Cicerón y el insulto en política
Si no corre peligro la democracia por el secuestro de un corrupto poderoso, como dijo el filósofo, la agresión verbal al adversario es una falacia para crear ruido con la apariencia de un argumento
El momento más comentado en los medios de comunicación y redes sociales de la última campaña electoral del 20-D sucedió cuando, en pleno debate televisado, Sánchez dijo: “El presidente del gobierno, señor Rajoy, tiene que ser una persona decente; y usted no lo es”, a lo que Rajoy replicó: “Su intervención ha sido ruin, mezquina y deleznable; es una intervención mi-se-ra-ble”. Cuatro meses después de este acre cruce de descalificaciones, se produjo el ritual de la disculpa y la aceptación, escenificado con formas corteses ante los medios. El episodio de la agresión mutua quedó zanjado elegantemente.
Quien crea que esta tormenta de virulencia verbal no demasiado ejemplar es una novedad apenas vista en el debate político de alto nivel, que recuerde que desde el año 450 a.C. la retórica clásica codifica este comportamiento beligerante en la figura oratoria del argumento ad hominem. El argumento contra la persona, la palabra usada como una agresión mutua cuerpo a cuerpo, no forma parte precisamente del inventario de argumentos lógicos y racionales aristotélicos, sino que es uno de los mejores ejemplos de lo que Cicerón denominó falacias emocionales, desbordamientos pasionales con formato de argumento pero vacíos de contenido útil para un debate.
En la oratoria clásica, el insulto contra el adversario es una estrategia débil y errónea, porque subraya la carencia de argumentos convincentes sustituidos por ruido y produce un deterioro de la imagen personal y ética del orador en la consideración del auditorio.
Bien es cierto que, en determinadas coyunturas históricas, se dieron las circunstancias propicias para que se instaurara provisionalmente una especie de período de excepción oratoria durante el cual el argumento ad hominem cumplió una función beneficiosa que Cicerón incluso calificó de “deber cívico”. Cuando los valores democráticos de la república romana corrían peligro a causa del saqueo de las arcas públicas y la catadura moral corrupta de Marco Antonio, surgió la obligación moral de alzar clara y rotundamente la voz contra el tirano para desenmascararlo.
Y Cicerón lanzó sus Filípicas en el senado contra Marco Antonio en el año 44 a.C., usando, entre otras expresiones humillantes: “vergüenza humana andante degradada por el envilecimiento, profanador de la honestidad y la virtud, campeón de todos los vicios, el más estúpido de los mortales, prostituto de moral corrompida, experto en actos de bajeza e infamia, borracho disoluto”. Las Filípicas ciceronianas fueron una serie de discursos demoledores pronunciados en sede senatorial que destrozaron para siempre la imagen personal y la reputación pública de Marco Antonio, que a la postre tuvo que exiliarse en Egipto, el lugar de la Tierra conocida más alejado de Roma.
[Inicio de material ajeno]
impl CommandHandler {
    /// Creates a new command handler for the given store.
    pub fn new(store: Store) -> Self {
        Self { store }
    }

    /// The store commands run against.
    pub fn store(&self) -> &Store {
        &self.store
    }

    /// Executes one input line and returns the response.
    pub async fn execute(&self, line: &str) -> Response {
        let args = match tokenize(line) {
            Ok(args) => args,
            Err(msg) => return Response::error(msg),
        };

        let Some((cmd, rest)) = args.split_first() else {
            return Response::error("ERR empty command");
        };

        self.dispatch(&cmd.to_uppercase(), rest).await
    }

    /// Dispatches a command to its handler.
    async fn dispatch(&self, cmd: &str, args: &[String]) -> Response {
        match cmd {
            // Basic commands
            "PUT" | "SET" => self.cmd_put(args).await,
            "FETCH" => self.cmd_fetch(args).await,
            "GET" => self.cmd_get(args).await,
            "DEL" => self.cmd_del(args).await,

            // Derived commands
            "POP" => self.cmd_pop(args).await,
            "PUTNEW" => self.cmd_putnew(args).await,
            "REPLACE" => self.cmd_replace(args).await,
            "GETSET" => self.cmd_getset(args).await,
            "TAKE" => self.cmd_take(args).await,
            "SPLIT" => self.cmd_split(args).await,
            "DROP" => self.cmd_drop(args).await,
            "INCR" => self.cmd_incr(args, 1).await,
            "DECR" => self.cmd_incr(args, -1).await,
            "BUMP" => self.cmd_bump(args).await,

            // Expiry commands
            "PUTEX" => self.cmd_putex(args).await,
            "EXPIRE" => self.cmd_expire(args).await,
            "PERSIST" => self.cmd_persist(args).await,

            // Enumeration commands
            "KEYS" => self.cmd_keys(args).await,
            "VALUES" => self.cmd_values(args).await,
            "LIST" => self.cmd_list(args).await,

            // Session commands
            "PING" => cmd_ping(args),
            "QUIT" | "EXIT" => Response::Quit,

            _ => Response::error(format!("ERR unknown command '{}'", cmd)),
        }
    }

    // ========================================================================
    // Basic Commands
    // ========================================================================

    /// PUT key value
    async fn cmd_put(&self, args: &[String]) -> Response {
        let [key, value] = args else {
            return wrong_arity("PUT");
        };

        match self.store.put(parse_term(key), parse_term(value)).await {
            Ok(()) => Response::Ok,
            Err(e) => e.into(),
        }
    }

    /// FETCH key
    async fn cmd_fetch(&self, args: &[String]) -> Response {
        let [key] = args else {
            return wrong_arity("FETCH");
        };

        match self.store.fetch(parse_term(key)).await {
            Ok(Some(value)) => Response::Value(value),
            Ok(None) => Response::Nil,
            Err(e) => e.into(),
        }
    }

    /// GET key default
    async fn cmd_get(&self, args: &[String]) -> Response {
        let [key, default] = args else {
            return wrong_arity("GET");
        };

        match self.store.get(parse_term(key), parse_term(default)).await {
            Ok(value) => Response::Value(value),
            Err(e) => e.into(),
        }
    }

    /// DEL key
    async fn cmd_del(&self, args: &[String]) -> Response {
        let [key] = args else {
            return wrong_arity("DEL");
        };

        match self.store.delete(parse_term(key)).await {
            Ok(()) => Response::Ok,
            Err(e) => e.into(),
        }
    }

    // ========================================================================
    // Derived Commands
    // ========================================================================

    /// POP key
    async fn cmd_pop(&self, args: &[String]) -> Response {
        let [key] = args else {
            return wrong_arity("POP");
        };

        match self.store.pop(parse_term(key), Term::Nil).await {
            Ok(Term::Nil) => Response::Nil,
            Ok(value) => Response::Value(value),
            Err(e) => e.into(),
        }
    }

    /// PUTNEW key value
    async fn cmd_putnew(&self, args: &[String]) -> Response {
        let [key, value] = args else {
            return wrong_arity("PUTNEW");
        };

        match self.store.put_new(parse_term(key), parse_term(value)).await {
            Ok(()) => Response::Ok,
            Err(e) => e.into(),
        }
    }

    /// REPLACE key value
    async fn cmd_replace(&self, args: &[String]) -> Response {
        let [key, value] = args else {
            return wrong_arity("REPLACE");
        };

        match self.store.replace_strict(parse_term(key), parse_term(value)).await {
            Ok(()) => Response::Ok,
            Err(StoreError::KeyNotFound(_)) => Response::Nil,
            Err(e) => e.into(),
        }
    }

    /// GETSET key value
    async fn cmd_getset(&self, args: &[String]) -> Response {
        let [key, value] = args else {
            return wrong_arity("GETSET");
        };

        let value = parse_term(value);
        let result = self
            .store
            .get_and_update(parse_term(key), move |current| GetAndUpdate::Update {
                reply: current.unwrap_or_default(),
                value,
            })
            .await;

        match result {
            Ok(Term::Nil) => Response::Nil,
            Ok(previous) => Response::Value(previous),
            Err(e) => e.into(),
        }
    }

    /// TAKE key [key ...]
    async fn cmd_take(&self, args: &[String]) -> Response {
        if args.is_empty() {
            return wrong_arity("TAKE");
        }

        match self.store.take(args.iter().map(|k| parse_term(k))).await {
            Ok(found) => Response::Map(found),
            Err(e) => e.into(),
        }
    }

    /// SPLIT key [key ...]
    async fn cmd_split(&self, args: &[String]) -> Response {
        if args.is_empty() {
            return wrong_arity("SPLIT");
        }

        match self.store.split(args.iter().map(|k| parse_term(k))).await {
            Ok(found) => Response::Map(found),
            Err(e) => e.into(),
        }
    }

    /// DROP key [key ...]
    async fn cmd_drop(&self, args: &[String]) -> Response {
        if args.is_empty() {
            return wrong_arity("DROP");
        }

        match self.store.drop_keys(args.iter().map(|k| parse_term(k))).await {
            Ok(()) => Response::Ok,
            Err(e) => e.into(),
        }
    }

    /// INCR key [amount] / DECR key [amount]
    async fn cmd_incr(&self, args: &[String], sign: i64) -> Response {
        let (key, amount) = match args {
            [key] => (key, 1),
            [key, amount] => match amount.parse::<i64>() {
                Ok(n) => (key, n),
                Err(_) => return Response::error("ERR amount is not an integer"),
            },
            _ => return wrong_arity(if sign > 0 { "INCR" } else { "DECR" }),
        };

        let key = parse_term(key);
        let result = if sign > 0 {
            self.store.increment(key, amount).await
        } else {
            self.store.decrement(key, amount).await
        };

        match result {
            Ok(Ok(n)) => Response::Integer(n),
            Ok(Err(e)) => Response::error(format!("ERR {}", e)),
            Err(e) => e.into(),
        }
    }

    /// BUMP key amount
    async fn cmd_bump(&self, args: &[String]) -> Response {
        let [key, amount] = args else {
            return wrong_arity("BUMP");
        };

        let Ok(amount) = amount.parse::<i64>() else {
            return Response::error("ERR amount is not an integer");
        };

        match self.store.bump_strict(parse_term(key), amount).await {
            Ok(n) => Response::Integer(n),
            Err(e) => e.into(),
        }
    }

    // ========================================================================
    // Expiry Commands
    // ========================================================================

    /// PUTEX key value milliseconds
    async fn cmd_putex(&self, args: &[String]) -> Response {
        let [key, value, ms] = args else {
            return wrong_arity("PUTEX");
        };

        let Some(ttl) = parse_millis(ms) else {
            return Response::error("ERR invalid expire time");
        };

        match self
            .store
            .put_and_expire(parse_term(key), parse_term(value), ttl)
            .await
        {
            Ok(()) => Response::Ok,
            Err(e) => e.into(),
        }
    }

    /// EXPIRE key milliseconds
    async fn cmd_expire(&self, args: &[String]) -> Response {
        let [key, ms] = args else {
            return wrong_arity("EXPIRE");
        };

        let Some(ttl) = parse_millis(ms) else {
            return Response::error("ERR invalid expire time");
        };

        match self.store.expire(parse_term(key), ttl).await {
            Ok(scheduled) => Response::Bool(scheduled),
            Err(e) => e.into(),
        }
    }

    /// PERSIST key
    async fn cmd_persist(&self, args: &[String]) -> Response {
        let [key] = args else {
            return wrong_arity("PERSIST");
        };

        match self.store.persist(parse_term(key)).await {
            Ok(()) => Response::Ok,
            Err(e) => e.into(),
        }
    }

    // ========================================================================
    // Enumeration Commands
    // ========================================================================

    /// KEYS
    async fn cmd_keys(&self, args: &[String]) -> Response {
        if !args.is_empty() {
            return wrong_arity("KEYS");
        }

        match self.store.keys().await {
            Ok(keys) => Response::List(keys),
            Err(e) => e.into(),
        }
    }

    /// VALUES
    async fn cmd_values(&self, args: &[String]) -> Response {
        if !args.is_empty() {
            return wrong_arity("VALUES");
        }

        match self.store.values().await {
            Ok(values) => Response::List(values),
            Err(e) => e.into(),
        }
    }

    /// LIST
    async fn cmd_list(&self, args: &[String]) -> Response {
        if !args.is_empty() {
            return wrong_arity("LIST");
        }

        match self.store.to_list().await {
            Ok(entries) => Response::Entries(entries),
            Err(e) => e.into(),
        }
    }
}

/// PING [message]
fn cmd_ping(args: &[String]) -> Response {
    match args {
        [] => Response::Pong(None),
        [msg] => Response::Pong(Some(msg.clone())),
        _ => wrong_arity("PING"),
    }
}

fn wrong_arity(cmd: &str) -> Response {
    Response::error(format!(
        "ERR wrong number of arguments for '{}' command",
        cmd
    ))
}

fn parse_millis(arg: &str) -> Option<Duration> {
    arg.parse::<u64>().ok().map(Duration::from_millis)
}

/// Splits a line on whitespace. Double-quoted arguments may contain spaces
/// and keep their quotes so [`parse_term`] reads them as strings.
pub fn tokenize(line: &str) -> Result<Vec<String>, String> {
    let mut args = Vec::new();
    let mut chars = line.trim().chars().peekable();

    while let Some(&c) = chars.peek() {
        if c.is_whitespace() {
            chars.next();
            continue;
        }

        let mut arg = String::new();
        if c == '"' {
            arg.push(c);
            chars.next();
            loop {
                match chars.next() {
                    Some('"') => break,
                    Some(c) => arg.push(c),
                    None => return Err("ERR unbalanced quotes".to_string()),
                }
            }
            arg.push('"');
        } else {
            while let Some(&c) = chars.peek() {
                if c.is_whitespace() {
                    break;
                }
                arg.push(c);
                chars.next();
            }
        }
        args.push(arg);
    }

    Ok(args)
}

/// Reads one argument as a term.
pub fn parse_term(arg: &str) -> Term {
    if arg.len() >= 2 && arg.starts_with('"') && arg.ends_with('"') {
        return Term::Str(arg[1..arg.len() - 1].to_string());
    }

    match arg {
        "nil" => Term::Nil,
        "true" => Term::Bool(true),
        "false" => Term::Bool(false),
        _ => match arg.parse::<i64>() {
            Ok(n) => Term::Int(n),
            Err(_) => Term::Str(arg.to_string()),
        },
    }
}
A Cicerón le costaron la vida.
Si no corre peligro la democracia secuestrada por un corrupto poderoso, la agresión verbal personal en el debate político es una simple falacia con apariencia engañosa de argumento que enrarece la discusión, un episodio dialéctico desafortunado al que se le augura un recorrido natural que terminará de manera previsible en una reconciliación civilizada y amable de las partes.
No obstante, volviendo a la reflexión comunicativa que nos proporciona la historia de la oratoria política, en una vuelta más de tuerca, la sofisticada mente de Cicerón advirtió que, en determinadas ocasiones, un orador puede utilizar arteramente el argumento ad hominem como estrategia para provocar de manera interesada un conflicto que llene de ruido y furia la situación, permitiéndole al político desviar la atención y no abordar un tema incómodo del que no le conviene hablar en ese momento. En este caso, el ataque verbal al adversario sería paradójicamente una manera indirecta de autodefensa. Cicerón añade a esta reflexión la sospecha de que, en ocasiones, ambos oradores pueden aprovecharse de la confusa situación.
Según cifras publicadas por el Ministerio del Interior, en nuestro país hay abiertas cerca de 1.700 causas por corrupción, con más de 500 imputados y 20 culpables sentenciados en prisión. Cuando estalla un episodio de agresión verbal personal mutua en un debate político, los ciudadanos tienen la sensación de que los oponentes sienten una animadversión personal mutua, radical y urgente que les impide seguir debatiendo sobre la cuestión que los enfrenta. Dejar de argumentar de manera racional para atacarse verbalmente de una manera muy cruda es un fracaso comunicativo para todos que priva desafortunadamente a los ciudadanos de escuchar lo que sus líderes políticos tienen que decir sobre un tema polémico.
Estrella Montolío Durán es catedrática de la UB y experta en Comunicación.